» What needs to be done
Records follow. Pull out every line that contains "must".

» Supplied records
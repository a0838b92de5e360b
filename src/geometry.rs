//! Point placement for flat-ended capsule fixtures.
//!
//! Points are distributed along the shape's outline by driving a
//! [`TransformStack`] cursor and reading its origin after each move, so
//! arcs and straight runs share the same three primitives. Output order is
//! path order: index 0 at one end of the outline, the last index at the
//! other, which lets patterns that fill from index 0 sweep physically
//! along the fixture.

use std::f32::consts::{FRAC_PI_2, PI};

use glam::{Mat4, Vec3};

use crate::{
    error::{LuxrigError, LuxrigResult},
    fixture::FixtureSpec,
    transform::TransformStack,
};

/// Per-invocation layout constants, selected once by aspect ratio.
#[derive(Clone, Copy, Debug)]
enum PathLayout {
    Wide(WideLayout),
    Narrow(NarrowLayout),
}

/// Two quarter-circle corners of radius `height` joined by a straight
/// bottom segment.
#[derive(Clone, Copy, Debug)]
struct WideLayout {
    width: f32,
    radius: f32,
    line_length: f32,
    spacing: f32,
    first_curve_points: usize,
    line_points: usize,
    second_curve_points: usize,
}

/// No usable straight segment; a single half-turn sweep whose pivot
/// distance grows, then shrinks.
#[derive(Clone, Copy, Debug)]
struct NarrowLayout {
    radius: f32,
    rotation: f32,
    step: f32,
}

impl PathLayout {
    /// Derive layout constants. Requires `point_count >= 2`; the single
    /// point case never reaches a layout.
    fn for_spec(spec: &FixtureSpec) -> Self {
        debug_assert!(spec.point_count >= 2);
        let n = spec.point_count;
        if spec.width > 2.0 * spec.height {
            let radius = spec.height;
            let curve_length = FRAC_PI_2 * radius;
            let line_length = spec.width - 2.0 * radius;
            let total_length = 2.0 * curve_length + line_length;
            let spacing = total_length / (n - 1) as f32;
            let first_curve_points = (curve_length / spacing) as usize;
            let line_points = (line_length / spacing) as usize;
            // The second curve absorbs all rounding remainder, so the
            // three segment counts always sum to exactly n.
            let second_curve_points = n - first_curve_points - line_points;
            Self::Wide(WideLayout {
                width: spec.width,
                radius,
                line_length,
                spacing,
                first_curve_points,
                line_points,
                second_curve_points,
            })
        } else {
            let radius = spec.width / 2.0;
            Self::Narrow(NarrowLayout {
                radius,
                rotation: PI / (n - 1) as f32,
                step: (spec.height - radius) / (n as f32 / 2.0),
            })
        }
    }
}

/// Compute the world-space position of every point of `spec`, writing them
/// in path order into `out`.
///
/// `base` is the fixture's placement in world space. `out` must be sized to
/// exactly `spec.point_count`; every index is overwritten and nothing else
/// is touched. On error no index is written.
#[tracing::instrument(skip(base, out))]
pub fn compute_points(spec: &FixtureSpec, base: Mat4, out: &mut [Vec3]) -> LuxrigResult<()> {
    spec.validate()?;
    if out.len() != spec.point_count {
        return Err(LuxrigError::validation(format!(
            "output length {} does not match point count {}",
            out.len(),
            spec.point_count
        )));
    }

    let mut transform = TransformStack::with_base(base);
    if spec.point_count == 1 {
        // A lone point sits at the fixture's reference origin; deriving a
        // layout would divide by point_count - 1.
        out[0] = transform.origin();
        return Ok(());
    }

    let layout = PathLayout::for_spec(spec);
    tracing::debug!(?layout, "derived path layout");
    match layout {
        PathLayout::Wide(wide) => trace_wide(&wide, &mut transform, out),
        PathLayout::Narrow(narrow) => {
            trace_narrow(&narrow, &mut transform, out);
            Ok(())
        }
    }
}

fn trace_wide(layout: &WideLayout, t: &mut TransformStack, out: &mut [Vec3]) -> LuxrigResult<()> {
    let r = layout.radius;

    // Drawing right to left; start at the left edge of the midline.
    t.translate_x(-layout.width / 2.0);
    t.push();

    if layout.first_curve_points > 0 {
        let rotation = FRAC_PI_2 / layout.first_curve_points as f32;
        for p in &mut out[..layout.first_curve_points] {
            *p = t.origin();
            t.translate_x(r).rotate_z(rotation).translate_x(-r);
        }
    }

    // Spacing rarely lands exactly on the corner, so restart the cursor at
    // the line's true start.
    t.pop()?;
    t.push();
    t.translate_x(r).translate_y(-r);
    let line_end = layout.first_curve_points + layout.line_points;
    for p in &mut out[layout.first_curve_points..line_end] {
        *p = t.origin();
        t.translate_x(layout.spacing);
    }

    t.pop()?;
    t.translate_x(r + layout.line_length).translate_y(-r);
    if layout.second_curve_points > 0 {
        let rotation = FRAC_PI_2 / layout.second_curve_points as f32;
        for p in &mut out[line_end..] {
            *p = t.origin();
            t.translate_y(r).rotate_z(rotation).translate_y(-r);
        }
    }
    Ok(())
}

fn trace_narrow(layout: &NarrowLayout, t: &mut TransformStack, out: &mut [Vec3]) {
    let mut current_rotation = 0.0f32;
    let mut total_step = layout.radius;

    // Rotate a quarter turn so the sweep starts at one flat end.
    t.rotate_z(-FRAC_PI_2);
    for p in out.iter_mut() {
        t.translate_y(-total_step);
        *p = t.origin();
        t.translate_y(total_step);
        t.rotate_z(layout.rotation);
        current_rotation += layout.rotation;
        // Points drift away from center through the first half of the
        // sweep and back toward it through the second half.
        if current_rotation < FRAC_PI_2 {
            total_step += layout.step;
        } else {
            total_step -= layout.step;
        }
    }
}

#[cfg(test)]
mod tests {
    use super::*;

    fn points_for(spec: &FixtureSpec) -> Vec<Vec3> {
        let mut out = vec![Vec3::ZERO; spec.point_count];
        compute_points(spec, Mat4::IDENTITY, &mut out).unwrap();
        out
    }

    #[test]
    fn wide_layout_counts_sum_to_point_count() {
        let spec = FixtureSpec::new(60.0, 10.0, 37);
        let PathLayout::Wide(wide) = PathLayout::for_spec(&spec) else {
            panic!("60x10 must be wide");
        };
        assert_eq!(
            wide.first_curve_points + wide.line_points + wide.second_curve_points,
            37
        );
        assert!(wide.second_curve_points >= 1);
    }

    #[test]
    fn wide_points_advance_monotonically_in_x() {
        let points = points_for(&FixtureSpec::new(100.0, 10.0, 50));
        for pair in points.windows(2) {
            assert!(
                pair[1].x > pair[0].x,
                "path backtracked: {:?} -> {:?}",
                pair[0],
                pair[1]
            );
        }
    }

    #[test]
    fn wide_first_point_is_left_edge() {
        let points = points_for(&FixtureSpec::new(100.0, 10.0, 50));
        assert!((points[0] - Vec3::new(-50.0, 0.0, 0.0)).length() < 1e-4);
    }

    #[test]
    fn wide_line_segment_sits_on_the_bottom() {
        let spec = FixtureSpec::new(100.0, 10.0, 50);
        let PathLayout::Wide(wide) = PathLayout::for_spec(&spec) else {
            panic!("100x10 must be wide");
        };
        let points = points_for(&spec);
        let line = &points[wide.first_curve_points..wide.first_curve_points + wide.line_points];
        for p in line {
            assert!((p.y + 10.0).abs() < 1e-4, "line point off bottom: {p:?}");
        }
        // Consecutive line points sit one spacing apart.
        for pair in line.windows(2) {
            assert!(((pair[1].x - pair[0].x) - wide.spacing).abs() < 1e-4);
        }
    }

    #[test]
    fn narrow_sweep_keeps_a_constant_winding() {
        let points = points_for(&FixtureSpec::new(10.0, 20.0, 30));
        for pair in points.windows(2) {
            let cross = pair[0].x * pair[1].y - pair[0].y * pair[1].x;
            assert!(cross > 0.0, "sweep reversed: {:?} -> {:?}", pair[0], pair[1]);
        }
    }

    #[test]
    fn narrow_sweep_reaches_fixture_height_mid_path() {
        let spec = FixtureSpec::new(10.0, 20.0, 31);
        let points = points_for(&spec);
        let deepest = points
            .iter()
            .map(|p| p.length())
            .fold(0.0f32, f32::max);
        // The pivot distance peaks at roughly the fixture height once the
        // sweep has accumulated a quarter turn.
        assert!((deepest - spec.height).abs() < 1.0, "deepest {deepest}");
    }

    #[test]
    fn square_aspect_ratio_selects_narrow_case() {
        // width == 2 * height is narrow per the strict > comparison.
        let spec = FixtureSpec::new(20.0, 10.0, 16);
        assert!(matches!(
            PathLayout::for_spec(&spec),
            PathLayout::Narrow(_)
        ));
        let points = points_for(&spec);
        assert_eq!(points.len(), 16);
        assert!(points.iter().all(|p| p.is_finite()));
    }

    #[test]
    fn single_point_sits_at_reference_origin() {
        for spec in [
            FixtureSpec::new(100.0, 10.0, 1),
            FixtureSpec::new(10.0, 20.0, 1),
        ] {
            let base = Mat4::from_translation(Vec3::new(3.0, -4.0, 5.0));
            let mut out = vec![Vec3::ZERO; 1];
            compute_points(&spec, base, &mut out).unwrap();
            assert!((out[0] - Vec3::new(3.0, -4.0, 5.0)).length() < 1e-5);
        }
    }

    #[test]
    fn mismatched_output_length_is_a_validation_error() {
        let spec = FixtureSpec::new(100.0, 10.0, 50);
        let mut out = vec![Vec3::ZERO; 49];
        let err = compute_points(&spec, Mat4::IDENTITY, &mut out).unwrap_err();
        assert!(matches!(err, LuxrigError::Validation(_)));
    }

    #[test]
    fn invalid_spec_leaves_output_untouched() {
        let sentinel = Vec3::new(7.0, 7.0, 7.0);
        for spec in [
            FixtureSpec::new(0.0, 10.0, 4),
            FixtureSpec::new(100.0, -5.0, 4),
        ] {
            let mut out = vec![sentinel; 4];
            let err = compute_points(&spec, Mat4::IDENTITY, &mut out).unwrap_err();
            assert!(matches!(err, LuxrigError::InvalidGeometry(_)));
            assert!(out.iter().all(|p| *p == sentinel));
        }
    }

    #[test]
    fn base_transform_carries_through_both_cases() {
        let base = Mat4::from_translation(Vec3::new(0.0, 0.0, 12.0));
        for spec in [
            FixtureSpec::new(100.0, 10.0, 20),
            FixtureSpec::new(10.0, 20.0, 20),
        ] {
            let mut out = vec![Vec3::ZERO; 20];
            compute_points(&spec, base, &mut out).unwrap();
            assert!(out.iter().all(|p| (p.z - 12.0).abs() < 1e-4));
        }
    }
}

» Worked solution
/// `base` is the fixture's placement in world space. `out` must be sized to
            panic!("60x10 must be wide");
            panic!("100x10 must be wide");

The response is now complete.